Шрифт:
Интервал:
Закладка:
Хэльс открыл этот конгресс тяжкими обвинениями против прежнего генерального совета и против гаагского конгресса, причем Эккариус и Юнг горячо поддержали Хэльса. Конгресс единогласно высказался против гаагских постановлений и отказался признать генеральный совет в Нью-Йорке. Он постановил созвать новый международный конгресс, как только федерации Интернационала в большинстве своем созовут его. Этим свершился раскол британской федерации; обломки ее уже оказались бессильными принять энергичное участие в выборах 1874 г., которые низвергли министерство Гладстона, в значительной степени благодаря выступлению тред-юнионов: они выставили ряд кандидатур и в первый раз провели двух своих членов в парламент.

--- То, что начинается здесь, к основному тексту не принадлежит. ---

//! Configuration file support for collab-map
//!
//! This module handles parsing `.collab-map.toml` configuration files that
//! set the home location, arc sampling, geocoder behaviour and colours.
//!
//! ## Configuration File Format
//!
//! ```toml
//! # .collab-map.toml
//!
//! [map]
//! # Home institution: every edge starts here
//! home = { lat = -27.4975, lon = 153.0137 }
//! home_label = "You"
//!
//! # Points sampled along each great-circle arc
//! arc_resolution = 50
//! zoom_start = 2
//!
//! [geocoder]
//! endpoint = "https://nominatim.openstreetmap.org"
//! user_agent = "scival-map"
//!
//! # Minimum delay between requests (seconds)
//! min_delay_secs = 1.0
//! max_retries = 2
//! timeout_secs = 10.0
//!
//! [colors]
//! # Override marker colours per continent
//! europe = "#1f77b4"
//! other = "gray"
//!
//! [output]
//! path = "scival_collaboration_map.html"
//! format = "html"
//! ```

use std::collections::HashMap;
use std::fs;
use std::path::{Path, PathBuf};
use std::time::Duration;

use serde::Deserialize;
use thiserror::Error;

use crate::arc::MIN_ARC_POINTS;
use crate::coordinate::Coordinate;
use crate::path::DEFAULT_ARC_RESOLUTION;
use crate::render::OutputFormat;

/// Config file names searched for, in order, in each directory
pub const CONFIG_FILE_NAMES: [&str; 2] = [".collab-map.toml", "collab-map.toml"];

/// Errors that can occur when loading configuration
#[derive(Error, Debug)]
pub enum ConfigError {
    #[error("Failed to read config file: {0}")]
    IoError(#[from] std::io::Error),

    #[error("Failed to parse config file: {0}")]
    ParseError(#[from] toml::de::Error),

    #[error("Invalid configuration: {0}")]
    Invalid(String),
}

/// Map section
#[derive(Debug, Clone, Deserialize)]
pub struct MapConfig {
    /// Home location, the origin of every edge
    #[serde(default = "default_home")]
    pub home: Coordinate,

    /// Popup label of the home marker
    #[serde(default = "default_home_label")]
    pub home_label: String,

    /// Number of points sampled along each great-circle arc
    #[serde(default = "default_arc_resolution")]
    pub arc_resolution: usize,

    /// Initial zoom level of the rendered map
    #[serde(default = "default_zoom_start")]
    pub zoom_start: u8,

    /// Tile layer URL template
    #[serde(default = "default_tile_url")]
    pub tile_url: String,

    /// Tile layer attribution
    #[serde(default = "default_attribution")]
    pub attribution: String,
}

/// University of Queensland, St Lucia
pub const DEFAULT_HOME: Coordinate = Coordinate::from_degrees(-27.4975, 153.0137);

pub fn default_home() -> Coordinate {
    DEFAULT_HOME
}

fn default_home_label() -> String {
    "You".to_string()
}

fn default_arc_resolution() -> usize {
    DEFAULT_ARC_RESOLUTION
}

fn default_zoom_start() -> u8 {
    2
}

fn default_tile_url() -> String {
    "https://{s}.tile.openstreetmap.org/{z}/{x}/{y}.png".to_string()
}

fn default_attribution() -> String {
    "&copy; OpenStreetMap contributors".to_string()
}

impl Default for MapConfig {
    fn default() -> Self {
        Self {
            home: default_home(),
            home_label: default_home_label(),
            arc_resolution: default_arc_resolution(),
            zoom_start: default_zoom_start(),
            tile_url: default_tile_url(),
            attribution: default_attribution(),
        }
    }
}

/// Geocoder section
#[derive(Debug, Clone, Deserialize)]
pub struct GeocoderConfig {
    /// Nominatim-compatible service root
    #[serde(default = "default_endpoint")]
    pub endpoint: String,

    /// User-Agent sent with every request (required by Nominatim's usage policy)
    #[serde(default = "default_user_agent")]
    pub user_agent: String,

    /// Minimum delay between requests in seconds
    #[serde(default = "default_min_delay_secs")]
    pub min_delay_secs: f64,

    /// Retries after a transient failure
    #[serde(default = "default_max_retries")]
    pub max_retries: u32,

    /// Per-request timeout in seconds
    #[serde(default = "default_timeout_secs")]
    pub timeout_secs: f64,
}

fn default_endpoint() -> String {
    "https://nominatim.openstreetmap.org".to_string()
}

fn default_user_agent() -> String {
    "scival-map".to_string()
}

fn default_min_delay_secs() -> f64 {
    1.0
}

fn default_max_retries() -> u32 {
    2
}

fn default_timeout_secs() -> f64 {
    10.0
}

impl GeocoderConfig {
    /// Minimum delay between requests
    pub fn min_delay(&self) -> Result<Duration, ConfigError> {
        seconds("geocoder.min_delay_secs", self.min_delay_secs)
    }

    /// Per-request timeout
    pub fn timeout(&self) -> Result<Duration, ConfigError> {
        seconds("geocoder.timeout_secs", self.timeout_secs)
    }
}

fn seconds(field: &str, value: f64) -> Result<Duration, ConfigError> {
    Duration::try_from_secs_f64(value).map_err(|_| {
        ConfigError::Invalid(format!(
            "{} must be a non-negative number of seconds, got {}",
            field, value
        ))
    })
}

impl Default for GeocoderConfig {
    fn default() -> Self {
        Self {
            endpoint: default_endpoint(),
            user_agent: default_user_agent(),
            min_delay_secs: default_min_delay_secs(),
            max_retries: default_max_retries(),
            timeout_secs: default_timeout_secs(),
        }
    }
}

/// Output section
#[derive(Debug, Clone, Deserialize, Default)]
pub struct OutputConfig {
    /// Output file path
    #[serde(default)]
    pub path: Option<PathBuf>,

    /// Output format
    #[serde(default)]
    pub format: Option<OutputFormat>,
}

/// Root configuration structure
#[derive(Debug, Clone, Deserialize, Default)]
pub struct CollabMapConfig {
    #[serde(default)]
    pub map: MapConfig,

    #[serde(default)]
    pub geocoder: GeocoderConfig,

    /// Continent key -> colour overrides
    #[serde(default)]
    pub colors: HashMap<String, String>,

    #[serde(default)]
    pub output: OutputConfig,
}

impl CollabMapConfig {
    /// Check values that would otherwise fail later in the pipeline
    pub fn validate(&self) -> Result<(), ConfigError> {
        if self.map.arc_resolution < MIN_ARC_POINTS {
            return Err(ConfigError::Invalid(format!(
                "map.arc_resolution must be at least {}, got {}",
                MIN_ARC_POINTS, self.map.arc_resolution
            )));
        }
        let g = &self.geocoder;
        g.min_delay()?;
        if g.timeout()?.is_zero() {
            return Err(ConfigError::Invalid(format!(
                "geocoder.timeout_secs must be > 0, got {}",
                g.timeout_secs
            )));
        }
        if g.user_agent.trim().is_empty() {
            return Err(ConfigError::Invalid(
                "geocoder.user_agent must not be empty".to_string(),
            ));
        }
        Ok(())
    }
}

/// Parse and validate configuration from TOML text
pub fn parse_config(content: &str) -> Result<CollabMapConfig, ConfigError> {
    let config: CollabMapConfig = toml::from_str(content)?;
    config.validate()?;
    Ok(config)
}

/// Load configuration for an input located at `start_path`
///
/// Searches for `.collab-map.toml` in the given directory and its parents,
/// then in the user config directory. Returns the config and the file it
/// came from, or defaults if none exists.
pub fn load_config(start_path: &Path) -> Result<(CollabMapConfig, Option<PathBuf>), ConfigError> {
    match find_config_file(start_path) {
        Some(path) => {
            let config = load_config_file(&path)?;
            Ok((config, Some(path)))
        }
        None => Ok((CollabMapConfig::default(), None)),
    }
}

/// Load configuration from an explicit file
pub fn load_config_file(path: &Path) -> Result<CollabMapConfig, ConfigError> {
    let content = fs::read_to_string(path)?;
    parse_config(&content)
}

/// Per-user config file location
pub fn user_config_path() -> Option<PathBuf> {
    dirs::config_dir().map(|p| p.join("collab-map").join("config.toml"))
}

/// Find the config file by searching up the directory tree
fn find_config_file(start_path: &Path) -> Option<PathBuf> {
    let start_path = start_path
        .canonicalize()
        .unwrap_or_else(|_| start_path.to_path_buf());
    let mut current = if start_path.is_file() {
        start_path.parent().map(Path::to_path_buf)
    } else {
        Some(start_path.to_path_buf())
    };

    while let Some(dir) = current {
        for name in &CONFIG_FILE_NAMES {
            let config_path = dir.join(name);
            if config_path.is_file() {
                return Some(config_path);
            }
        }
        current = dir.parent().map(Path::to_path_buf);
    }

    user_config_path().filter(|p| p.is_file())
}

Так сказать, свидетельством о смерти Интернационала был шестой конгресс его, созванный в Женеве 8 сентября генеральным советом в Нью-Йорке. В то время как бакунинский конгресс, собравшийся уже 1 сентября тоже в Женеве, насчитывал все-таки двух английских делегатов (Хэльса и Эккариуса), по пяти бельгийских, французских и испанских делегатов, четыре итальянских, одного голландского и шесть делегатов из Юры, марксистский конгресс состоял почти исключительно из швейцарцев, и притом в большинстве своем проживавших в Женеве. Даже генеральный совет не смог прислать ни одного делегата; точно так же не было на конгрессе англичан, французов, бельгийцев, испанцев, итальянцев; присутствовал только один германец и один австриец. Из всех менее чем тридцати делегатов конгресса старик Беккер похвалялся, что тринадцать он достал из-под земли, чтобы придать некоторый вес конгрессу количеством собравшихся членов и обеспечить большинство правому направлению. Конечно, Маркс не поддался этому самообману; он честно признал «провал» конгресса и предложил генеральному совету отодвинуть на время на второй план формальную организацию Интернационала, но по возможности не выпускать из рук центральный пункт в Нью-Йорке, для того чтобы идиоты и авантюристы не имели возможности захватить руководство Интернационалом и скомпрометировать дело. Ход событий и неизбежное развитие и сплетение их сами собой восстановят Интернационал в улучшенной форме.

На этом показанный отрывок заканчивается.